Chauvin has since been dismissed from the force and arrested on charges of second-degree murder.

The recent killings of Arbery and Floyd are part of a “collage of individuals who have been assassinated,” Gregory said, “for no other reason than the color of their skin.”

Purvis said that she watched the video of Floyd’s arrest in horror, wanting to yell at the police officer kneeling on his neck, “Stop in the name of God! Stop!”

“I just thought the image of God is being abused right here in front of me,” she said on Friday. “It’s like watching an abortion being performed, and you can do nothing.”

Gregory also discussed a recent statement of his that criticized a visit of President Donald Trump to the Saint John Paul II National Shrine in Washington, D.C. as a political photo-op during the mass protests against racism and police brutality.

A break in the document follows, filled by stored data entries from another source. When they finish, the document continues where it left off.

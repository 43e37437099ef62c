use serde_json::{json, Value};

use super::calls::UserStoryInput;

pub fn format_user_story(user_type: &str, goal: &str, benefit: &str) -> String {
    format!("As a {}, I want {} so that {}.", user_type, goal, benefit)
}

pub fn create(input: &UserStoryInput) -> Value {
    let mut result = json!({
        "user_story": format_user_story(&input.user_type, &input.goal, &input.benefit),
        "format": "standard",
        "components": {
            "user_type": input.user_type,
            "goal": input.goal,
            "benefit": input.benefit,
        },
    });

    if let (Some(criteria), Some(object)) = (&input.acceptance_criteria, result.as_object_mut()) {
        object.insert("acceptance_criteria".to_string(), json!(criteria));
    }

    result
}
use async_trait::async_trait;

use crate::errors::AgentResult;
use crate::models::content::Content;
use crate::models::tool::{Tool, ToolCall};

/// A bundle of tools the agent can offer to the model, plus the prompt text that
/// explains them
#[async_trait]
pub trait System: Send + Sync {
    fn name(&self) -> &str;

    /// One line shown in the system prompt
    fn description(&self) -> &str;

    /// Usage guidance appended to the system prompt
    fn instructions(&self) -> &str;

    fn tools(&self) -> &[Tool];

    fn has_tool(&self, name: &str) -> bool {
        self.tools().iter().any(|tool| tool.name == name)
    }

    /// Run one tool. Errors are reported back to the model, not to the user.
    async fn call(&self, tool_call: ToolCall) -> AgentResult<Vec<Content>>;
}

The archbishop had said the morning of the visit that it was “baffling and reprehensible that any Catholic facility would allow itself to be so egregiously misused and manipulated in a fashion that violates our religious principles.”

The White House and shrine both said that the visit had been planned in advance of the demonstrations in Washington, D.C., and other cities. A spokesperson for the shrine said on Tuesday that the White House “originally scheduled this as an event for the president to sign an executive order on international religious freedom.” Trump signed the executive order later that day.

On Friday, Gregory said that Pope St. John Paul II “was a man of incredible concern about the dignity of human beings” and even before his pontificate “was battling systems” that were intended to “deny human dignity.”

“That shrine is a holy place because of the man that it honors,” Gregory said, and it never should have been used as a “political statement.”

After some Catholics criticized Gregory’s outspoken response, he said Friday that he found the reactions “reminiscent, in my mind, to the criticism that people gave to Catholic priests and nuns that they saw marching during the civil rights period.”

“The Church lives in society,” he said. “The Church does not live behind the four doors of the structures where we worship.”

Panelists also discussed the intersection of racism and the new coronavirus pandemic. Gregory said that racism is similar to a virus in that both “are things that impact our lives that frighten us, but also come in silent and oftentimes undiscoverable ways.”

African-American communities were some of the last U.S. communities to have available testing for the virus, McCloud said. Even zoo animals and star athletes were being tested for the virus before the “equitable testing of African-American communities,” he said.

Purvis addressed the arguments that mass protests might put lives in danger by spreading the virus. Participants are well aware of the dangers of catching the virus, she said, but this speaks to the gravity of the issues of racism and police brutality they are protesting.

“The Lord is calling the entire nation to repentance,” Purvis said. Catholics should examine their consciences to see how they might have demeaned their neighbor in thought, word, or act. Catholics can always ask God, “please show me my brokenness,” she said. “He will do that.”

Offering a concrete way for Catholics to fight racism, she said “Listen to people of color. Just listen.”

The pro-life movement should also get involved to fight racism, she said, as the “Gospel imperative” behind the movement “is about the human person.”

“The call of this movement is to say we don’t want the power of the state used against us,” she said of the racial justice movement.

In her remarks, Chatelain, the Georgetown professor, asked whether Catholics are really willing to sacrifice, and to change their own attitudes, to address racial injustice.

Gregory offered that he is hopeful about change, because “if you look at the faces of so many of the protesters, the quiet, gentle, peaceful protesters—they’re white faces. There are many more white faces involved in this response than I ever saw before. And that gives me a spirit of hope that somehow this is more than just a passing moment. I pray that it’s more than just a passing moment.”